SYDNEY, N.S. — A decision to voluntarily retire from the workforce does not negate an individual’s responsibility to continue to pay spousal support, a Sydney Supreme Court justice has ruled.
In a decision released this week from the Supreme Court Family Division, Justice Lee Anne MacLeod-Archer ruled that a Sydney’s man decision to retire early did not equate to a significant material change in his ability to pay.
Colin MacLeod had asked the court to terminate spousal support that he and his former wife, Elizabeth MacLeod, agreed to in January 2010. The order did not include a termination date.
The order required MacLeod to pay his ex-wife $1,200 a month in spousal support. It also granted an additional $150 per month to Elizabeth MacLeod in the event Colin MacLeod could no longer continue to have his ex-wife listed as a dependent on his medical insurance.
Medical insurance for Elizabeth MacLeod was terminated in July.
The couple separated after 30 years of marriage. They have two adult sons. Colin MacLeod has since remarried while Elizabeth MacLeod is no longer able to work because of a workplace injury for which she receives benefits under the provincial worker compensation program. She also suffers a number of other health issues.
At the time the order was signed, MacLeod was working as a tradesperson in Alberta, earning more than $100,000 per year.
In support of his termination application, MacLeod said that since last year’s forest fire in Fort McMurray, he has been laid off twice and remains uncertain about the future availability of work.
He also contended that an eye stroke in 2015 has now robbed him of 50 per cent of his vision in one eye. Further, he claimed he needed to care for his ailing mother.
“In addition to these claims, Mr. MacLeod says his body is worn out and that he cannot work any other job. He considers himself retired,” wrote the judge, in her decision.
In reviewing case law on the issue, MacLeod-Archer said the court must be satisfied there was a change in the condition, means, needs or other circumstance of either spouse before granting termination or a variation.
The judge said case law also suggests that prior to retiring, payments to former spouses need to be considered and that the passage of time and reaching a particular age does not constitute a material change in circumstance.

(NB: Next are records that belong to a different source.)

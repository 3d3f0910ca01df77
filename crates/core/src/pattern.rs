/// 連番・日付が有効なのにプレースホルダが無い場合、パターンへ自動挿入する。
/// 連番は最後の `{ext}` の直前(区切りのドットがあればその前、`{ext}` が無ければ
/// 末尾)、日付は `{ext}` より手前にある `{sequence}` の直後、無ければ `{ext}` の
/// 直前、どちらも無ければ末尾。
pub fn auto_insert_tokens(pattern: &str, sequential: bool, use_custom_date: bool) -> String {
    let mut pattern = pattern.to_string();

    if sequential && !pattern.contains("{sequence}") {
        match pattern.rfind("{ext}") {
            Some(ext_pos) => {
                let at = insert_point_before_ext(&pattern, ext_pos);
                pattern.insert_str(at, "_{sequence}");
            }
            None => pattern.push_str("_{sequence}"),
        }
    }

    if use_custom_date && !pattern.contains("{date}") {
        match pattern.rfind("{ext}") {
            Some(ext_pos) => match pattern.rfind("{sequence}") {
                Some(seq_pos) if seq_pos < ext_pos => {
                    pattern.insert_str(seq_pos + "{sequence}".len(), "_{date}");
                }
                _ => {
                    let at = insert_point_before_ext(&pattern, ext_pos);
                    pattern.insert_str(at, "_{date}");
                }
            },
            None => pattern.push_str("_{date}"),
        }
    }

    pattern
}

// `{ext}` の直前にパターン作者が書いた区切りドットは拡張子側に付けておく。
fn insert_point_before_ext(pattern: &str, ext_pos: usize) -> usize {
    if pattern[..ext_pos].ends_with('.') {
        ext_pos - 1
    } else {
        ext_pos
    }
}

/// 4つのプレースホルダを1パスで置換する。置換後の値は再走査しないため、
/// 値の中に `{ext}` 等が含まれていても再置換は起きない。未知のトークンは
/// そのまま残す。
pub fn substitute(
    pattern: &str,
    original_name: &str,
    sequence: &str,
    date: &str,
    ext: &str,
) -> String {
    let mut out = String::with_capacity(pattern.len() + original_name.len());
    let mut rest = pattern;

    loop {
        let Some(open) = rest.find('{') else {
            out.push_str(rest);
            break;
        };
        out.push_str(&rest[..open]);
        let tail = &rest[open..];

        let Some(close) = tail.find('}') else {
            out.push_str(tail);
            break;
        };

        match &tail[..=close] {
            "{original_name}" => {
                out.push_str(original_name);
                rest = &tail[close + 1..];
            }
            "{sequence}" => {
                out.push_str(sequence);
                rest = &tail[close + 1..];
            }
            "{date}" => {
                out.push_str(date);
                rest = &tail[close + 1..];
            }
            "{ext}" => {
                out.push_str(ext);
                rest = &tail[close + 1..];
            }
            _ => {
                out.push('{');
                rest = &tail[1..];
            }
        }
    }

    out
}
use anyhow::{Context, Result};
use directories::ProjectDirs;
use serde::{Deserialize, Serialize};
use std::fs;
use std::path::PathBuf;

#[derive(Debug, Clone, Serialize, Deserialize)]
pub struct AppConfig {
    pub output_pattern: String,
    pub sequential_default: bool,
    pub start_num_default: u32,
    pub digits_default: usize,
    pub recursive_default: bool,
    pub ignore_ext_case_default: bool,
    pub add_increment_default: bool,
    pub skip_welcome: bool,
}

impl Default for AppConfig {
    fn default() -> Self {
        Self {
            output_pattern: String::new(),
            sequential_default: false,
            start_num_default: 1,
            digits_default: 3,
            recursive_default: false,
            ignore_ext_case_default: true,
            add_increment_default: true,
            skip_welcome: false,
        }
    }
}

#[derive(Debug, Clone)]
pub struct AppPaths {
    pub config_dir: PathBuf,
    pub config_path: PathBuf,
}

pub fn app_paths() -> Result<AppPaths> {
    let proj = ProjectDirs::from("com", "nameflux", "nameflux")
        .context("OS標準設定ディレクトリを取得できませんでした")?;
    let config_dir = proj.config_dir().to_path_buf();
    Ok(AppPaths {
        config_path: config_dir.join("config.toml"),
        config_dir,
    })
}

pub fn load_config() -> Result<AppConfig> {
    let paths = app_paths()?;
    if !paths.config_path.exists() {
        return Ok(AppConfig::default());
    }

    let raw = fs::read_to_string(&paths.config_path).with_context(|| {
        format!(
            "設定ファイルを読めませんでした: {}",
            paths.config_path.display()
        )
    })?;

    let config = toml::from_str::<AppConfig>(&raw).context("設定ファイルのパースに失敗しました")?;
    Ok(config)
}

pub fn save_config(config: &AppConfig) -> Result<()> {
    let paths = app_paths()?;
    fs::create_dir_all(&paths.config_dir).with_context(|| {
        format!(
            "設定ディレクトリを作成できませんでした: {}",
            paths.config_dir.display()
        )
    })?;
    let body = toml::to_string_pretty(config).context("設定のシリアライズに失敗しました")?;
    fs::write(&paths.config_path, body).with_context(|| {
        format!(
            "設定ファイルを書き込めませんでした: {}",
            paths.config_path.display()
        )
    })?;
    Ok(())
}
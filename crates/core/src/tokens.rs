use crate::options::OptionsError;
use chrono::NaiveDate;
use serde::{Deserialize, Serialize};

/// 対応する日付フォーマットは4種類のみ。キーは設定値としてそのまま保存される。
#[derive(Debug, Clone, Copy, Serialize, Deserialize, PartialEq, Eq)]
pub enum DateFormat {
    Ymd,
    YmdDashed,
    Dmy,
    DmyDashed,
}

impl DateFormat {
    pub fn from_key(key: &str) -> Result<Self, OptionsError> {
        match key {
            "YYYYMMDD" => Ok(DateFormat::Ymd),
            "YYYY-MM-DD" => Ok(DateFormat::YmdDashed),
            "DDMMYYYY" => Ok(DateFormat::Dmy),
            "DD-MM-YYYY" => Ok(DateFormat::DmyDashed),
            other => Err(OptionsError::UnknownDateFormat(other.to_string())),
        }
    }

    pub fn key(self) -> &'static str {
        match self {
            DateFormat::Ymd => "YYYYMMDD",
            DateFormat::YmdDashed => "YYYY-MM-DD",
            DateFormat::Dmy => "DDMMYYYY",
            DateFormat::DmyDashed => "DD-MM-YYYY",
        }
    }

    fn chrono_format(self) -> &'static str {
        match self {
            DateFormat::Ymd => "%Y%m%d",
            DateFormat::YmdDashed => "%Y-%m-%d",
            DateFormat::Dmy => "%d%m%Y",
            DateFormat::DmyDashed => "%d-%m-%Y",
        }
    }
}

/// 連番をゼロ埋めで整形する。桁あふれは切り詰めずそのまま出力する。
pub fn format_sequence(n: u32, digits: usize) -> String {
    if digits > 0 {
        format!("{:0width$}", n, width = digits)
    } else {
        n.to_string()
    }
}

/// 入力フォーマットで厳密にパースし、出力フォーマットへ整形し直す。
/// パースできない場合は None(呼び出し側が警告を出してプレースホルダを空にする)。
pub fn format_date(raw: &str, input: DateFormat, output: DateFormat) -> Option<String> {
    let date = NaiveDate::parse_from_str(raw, input.chrono_format()).ok()?;
    Some(date.format(output.chrono_format()).to_string())
}
#[cfg(test)]
mod tests {
    use super::*;
    use alloc::vec;

    fn store<W: Offset>(size: usize) -> FileStore<W> {
        FileStore::format(vec![0u8; size], size as u64).unwrap()
    }

    #[test]
    fn format_lays_out_sentinel() {
        let fs = store::<u32>(1024);
        assert_eq!(fs.size(), 1024);
        assert_eq!(fs.mem_used(), 16 + 26);
        assert_eq!(fs.available(), 1024 - 42);
        assert_eq!(fs.header.root_inode, 0);
        let sentinel = fs.inode(16).unwrap();
        assert_eq!((sentinel.prev, sentinel.next), (16, 16));
        fs.verify().unwrap();
    }

    #[test]
    fn format_checks_sizes() {
        assert!(matches!(
            FileStore::<u16>::format(vec![0u8; 70_000], 70_000),
            Err(FsError::InvalidFormat(_))
        ));
        assert!(matches!(
            FileStore::<u32>::format(vec![0u8; 64], 128),
            Err(FsError::BufferTooSmall { needed: 128, actual: 64 })
        ));
        assert!(FileStore::<u64>::format(vec![0u8; 64], 64).is_err());
    }

    #[test]
    fn hello_world() {
        let mut fs = store::<u16>(65_535);
        fs.write(1, b"Hello\0", FileType::Normal).unwrap();
        assert_eq!(fs.read(1).unwrap(), b"Hello\0");
        fs.write(2, b"World\0", FileType::Normal).unwrap();
        assert_eq!(fs.read(2).unwrap(), b"World\0");
        assert_eq!(fs.read(1).unwrap(), b"Hello\0");
        fs.verify().unwrap();
    }

    #[test]
    fn overwrite_replaces_payload_and_keeps_links() {
        let mut fs = store::<u32>(1024);
        fs.write(7, b"short", FileType::Normal).unwrap();
        fs.inc_refs(7).unwrap();
        fs.write(7, b"a much longer payload", FileType::Directory).unwrap();
        let stat = fs.stat(7).unwrap();
        assert_eq!(stat.size, 21);
        assert_eq!(stat.file_type, FileType::Directory);
        assert_eq!(stat.links, 1);
        assert_eq!(fs.read(7).unwrap(), b"a much longer payload");
        assert_eq!(fs.inodes().unwrap().len(), 1);
        fs.verify().unwrap();
    }

    #[test]
    fn same_length_overwrite_does_not_allocate() {
        let mut fs = store::<u32>(1024);
        fs.write(9, b"abcd", FileType::Normal).unwrap();
        let used = fs.mem_used();
        fs.write(9, b"wxyz", FileType::Normal).unwrap();
        assert_eq!(fs.mem_used(), used);
        assert_eq!(fs.read(9).unwrap(), b"wxyz");
    }

    #[test]
    fn rewrite_reuses_the_space_of_the_replaced_record() {
        let mut fs = store::<u16>(128);
        // header 10 + sentinel 14 = 24; the record takes 14 + 60
        fs.write(5, &[5u8; 60], FileType::Normal).unwrap();
        assert_eq!(fs.available(), 30);
        fs.write(5, &[6u8; 61], FileType::Normal).unwrap();
        assert_eq!(fs.read(5).unwrap(), vec![6u8; 61]);
        assert_eq!(fs.mem_used(), 24 + 75);
        assert!(matches!(
            fs.write(5, &[7u8; 91], FileType::Normal),
            Err(FsError::OutOfSpace { needed: 105, available: 104 })
        ));
        assert_eq!(fs.read(5).unwrap(), vec![6u8; 61]);
        fs.verify().unwrap();
    }

    #[test]
    fn remove_then_miss_then_reuse() {
        let mut fs = store::<u64>(4096);
        fs.write(3, b"three", FileType::Normal).unwrap();
        let used = fs.mem_used();
        fs.remove(3).unwrap();
        assert_eq!(fs.read(3), Err(FsError::InodeNotFound(3)));
        assert_eq!(fs.remove(3), Err(FsError::InodeNotFound(3)));
        assert_eq!(fs.mem_used(), used - fs.space_needed(5));
        fs.write(3, b"again", FileType::Normal).unwrap();
        assert_eq!(fs.read(3).unwrap(), b"again");
        fs.verify().unwrap();
    }

    #[test]
    fn invalid_ids_are_rejected() {
        let mut fs = store::<u16>(1024);
        assert_eq!(fs.write(0, b"x", FileType::Normal), Err(FsError::InvalidInode(0)));
        assert_eq!(
            fs.write(70_000, b"x", FileType::Normal),
            Err(FsError::InvalidInode(70_000))
        );
        assert_eq!(fs.stat(70_000), Err(FsError::InodeNotFound(70_000)));
    }

    #[test]
    fn out_of_space_is_reported_without_side_effects() {
        let mut fs = store::<u16>(128);
        let free = fs.available();
        let err = fs.write(5, &vec![1u8; free as usize], FileType::Normal);
        assert_eq!(
            err,
            Err(FsError::OutOfSpace {
                needed: free + 14,
                available: free
            })
        );
        assert_eq!(fs.available(), free);
        fs.verify().unwrap();
    }

    #[test]
    fn alloc_compacts_fragmented_space() {
        let mut fs = store::<u16>(200);
        // header 10 + sentinel 14 = 24; each record 14 + 40 = 54
        fs.write(1, &[1u8; 40], FileType::Normal).unwrap();
        fs.write(2, &[2u8; 40], FileType::Normal).unwrap();
        fs.write(3, &[3u8; 40], FileType::Normal).unwrap();
        fs.remove(1).unwrap();
        fs.remove(2).unwrap();
        // the tail has 14 bytes left, the holes have 108
        fs.write(4, &[4u8; 80], FileType::Normal).unwrap();
        assert_eq!(fs.read(3).unwrap(), vec![3u8; 40]);
        assert_eq!(fs.read(4).unwrap(), vec![4u8; 80]);
        fs.verify().unwrap();
    }

    #[test]
    fn compaction_keeps_content_and_accounting() {
        let mut fs = store::<u32>(4096);
        for id in 1..=20u64 {
            fs.write(id, &vec![id as u8; id as usize * 3], FileType::Normal)
                .unwrap();
        }
        for id in (1..=20u64).filter(|id| id % 3 == 0) {
            fs.remove(id).unwrap();
        }
        fs.compact().unwrap();
        assert_eq!(fs.available(), fs.size() - fs.mem_used());
        assert_eq!(fs.tail().unwrap(), fs.mem_used());
        for id in (1..=20u64).filter(|id| id % 3 != 0) {
            assert_eq!(fs.read(id).unwrap(), vec![id as u8; id as usize * 3]);
        }
        fs.verify().unwrap();
        // idempotent
        let snapshot = fs.as_bytes().to_vec();
        fs.compact().unwrap();
        assert_eq!(fs.as_bytes(), &snapshot[..]);
    }

    #[test]
    fn read_variants() {
        let mut fs = store::<u32>(1024);
        fs.write(11, b"0123456789", FileType::Normal).unwrap();
        let mut small = [0u8; 4];
        assert!(matches!(
            fs.read_into(11, &mut small),
            Err(FsError::BufferTooSmall { needed: 10, actual: 4 })
        ));
        let mut big = [0u8; 16];
        assert_eq!(fs.read_into(11, &mut big).unwrap(), 10);
        assert_eq!(&big[..10], b"0123456789");
        assert_eq!(fs.read_range(11, 6, &mut small).unwrap(), 4);
        assert_eq!(&small, b"6789");
        assert_eq!(fs.read_range(11, 8, &mut small).unwrap(), 2);
        assert_eq!(fs.read_range(11, 10, &mut small).unwrap(), 0);
    }

    #[test]
    fn resize_shrinks_to_used_and_grows_to_physical() {
        let mut fs = store::<u32>(2048);
        fs.write(1, &[0u8; 100], FileType::Normal).unwrap();
        fs.write(2, &[0u8; 100], FileType::Normal).unwrap();
        fs.remove(1).unwrap();
        fs.resize(10).unwrap();
        assert_eq!(fs.size(), fs.mem_used());
        assert_eq!(fs.available(), 0);
        assert_eq!(fs.read(2).unwrap(), vec![0u8; 100]);
        fs.resize(2048).unwrap();
        assert_eq!(fs.size(), 2048);
        assert!(matches!(
            fs.resize(4096),
            Err(FsError::BufferTooSmall { needed: 4096, actual: 2048 })
        ));
        fs.verify().unwrap();
    }

    #[test]
    fn expand_grows_vec_backing() {
        let mut fs = store::<u32>(256);
        let free = fs.available();
        let payload = vec![9u8; free as usize + 100];
        assert!(matches!(
            fs.write(5, &payload, FileType::Normal),
            Err(FsError::OutOfSpace { .. })
        ));
        fs.expand(1024).unwrap();
        fs.write(5, &payload, FileType::Normal).unwrap();
        assert_eq!(fs.read(5).unwrap(), payload);
        assert_eq!(fs.as_bytes().len(), 1024);
    }

    #[test]
    fn open_round_trips_and_rejects_mismatched_width() {
        let mut fs = store::<u32>(1024);
        fs.write(42, b"persisted", FileType::Normal).unwrap();
        let bytes = fs.into_inner();
        let reopened = FileStore::<u32>::open(bytes.clone()).unwrap();
        assert_eq!(reopened.read(42).unwrap(), b"persisted");
        assert!(matches!(
            FileStore::<u64>::open(bytes.clone()),
            Err(FsError::InvalidFormat(_))
        ));
        assert!(matches!(
            FileStore::<u32>::open(bytes[..512].to_vec()),
            Err(FsError::BufferTooSmall { .. })
        ));
    }

    #[test]
    fn dump_to_other_width() {
        let mut src = store::<u16>(1024);
        src.write(10, b"ten", FileType::Normal).unwrap();
        src.write(20, b"twenty", FileType::Directory).unwrap();
        src.set_refs(20, 2).unwrap();

        let mut small = store::<u64>(512);
        assert!(matches!(src.dump_to(&mut small), Err(FsError::OutOfSpace { .. })));

        let mut dest = store::<u64>(4096);
        src.dump_to(&mut dest).unwrap();
        assert_eq!(dest.read(10).unwrap(), b"ten");
        assert_eq!(dest.stat(20).unwrap().links, 2);
        assert_eq!(dest.stat(20).unwrap().file_type, FileType::Directory);
        dest.verify().unwrap();
    }

    #[test]
    fn walk_reports_contiguous_regions() {
        let mut fs = store::<u32>(1024);
        fs.write(1, b"a", FileType::Normal).unwrap();
        fs.write(2, b"bb", FileType::Directory).unwrap();
        let mut records = Vec::new();
        fs.walk(|r| {
            records.push(r);
            Ok(())
        })
        .unwrap();
        assert_eq!(records.len(), 4);
        assert_eq!(records[0].kind, RecordKind::Header);
        assert_eq!(records[1].kind, RecordKind::Sentinel);
        assert_eq!(
            records[3].kind,
            RecordKind::Inode {
                id: 2,
                file_type: FileType::Directory as u8
            }
        );
        for pair in records.windows(2) {
            assert_eq!(pair[0].end, pair[1].start);
        }
        assert_eq!(records[3].end, fs.mem_used());
    }

    #[test]
    fn corrupt_links_are_detected_not_followed() {
        let mut fs = store::<u32>(1024);
        fs.write(1, b"x", FileType::Normal).unwrap();
        // point the sentinel's next past the end of the buffer
        let mut sentinel = fs.inode(16).unwrap();
        sentinel.next = 5000;
        fs.put_inode(16, &sentinel).unwrap();
        assert!(matches!(fs.inodes(), Err(FsError::Corrupt(_))));
        assert!(matches!(fs.compact(), Err(FsError::Corrupt(_))));
    }
}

“The desire to reduce debt and/or save money in anticipation of retirement does not constitute a material change in circumstance,” said the judge, adding reasons for early retirement are relevant as to whether there is a significant change in circumstance.
In her decision, MacLeod-Archer ruled there are several potential options for Colin MacLeod to generate additional income such as returning to work or finding other work in line with his skills and training.
She also noted he could sell a property he has in Alberta or rent it along with drawing on some investment funds.
“Ms. MacLeod has not recovered financially from the breakdown of the marriage to the same extent that Mr. MacLeod has,” ruled the judge, adding there was no evidence presented that Colin MacLeod was unable to work.
“Though he claims that his body is worn out, there is no evidence that Mr. MacLeod cannot work at all. I find that he retired by choice, not by reason of disability or lack of work,” said the judge.
The judge ordered the spousal payments to continue along with the $150 per month payment for medical expenses.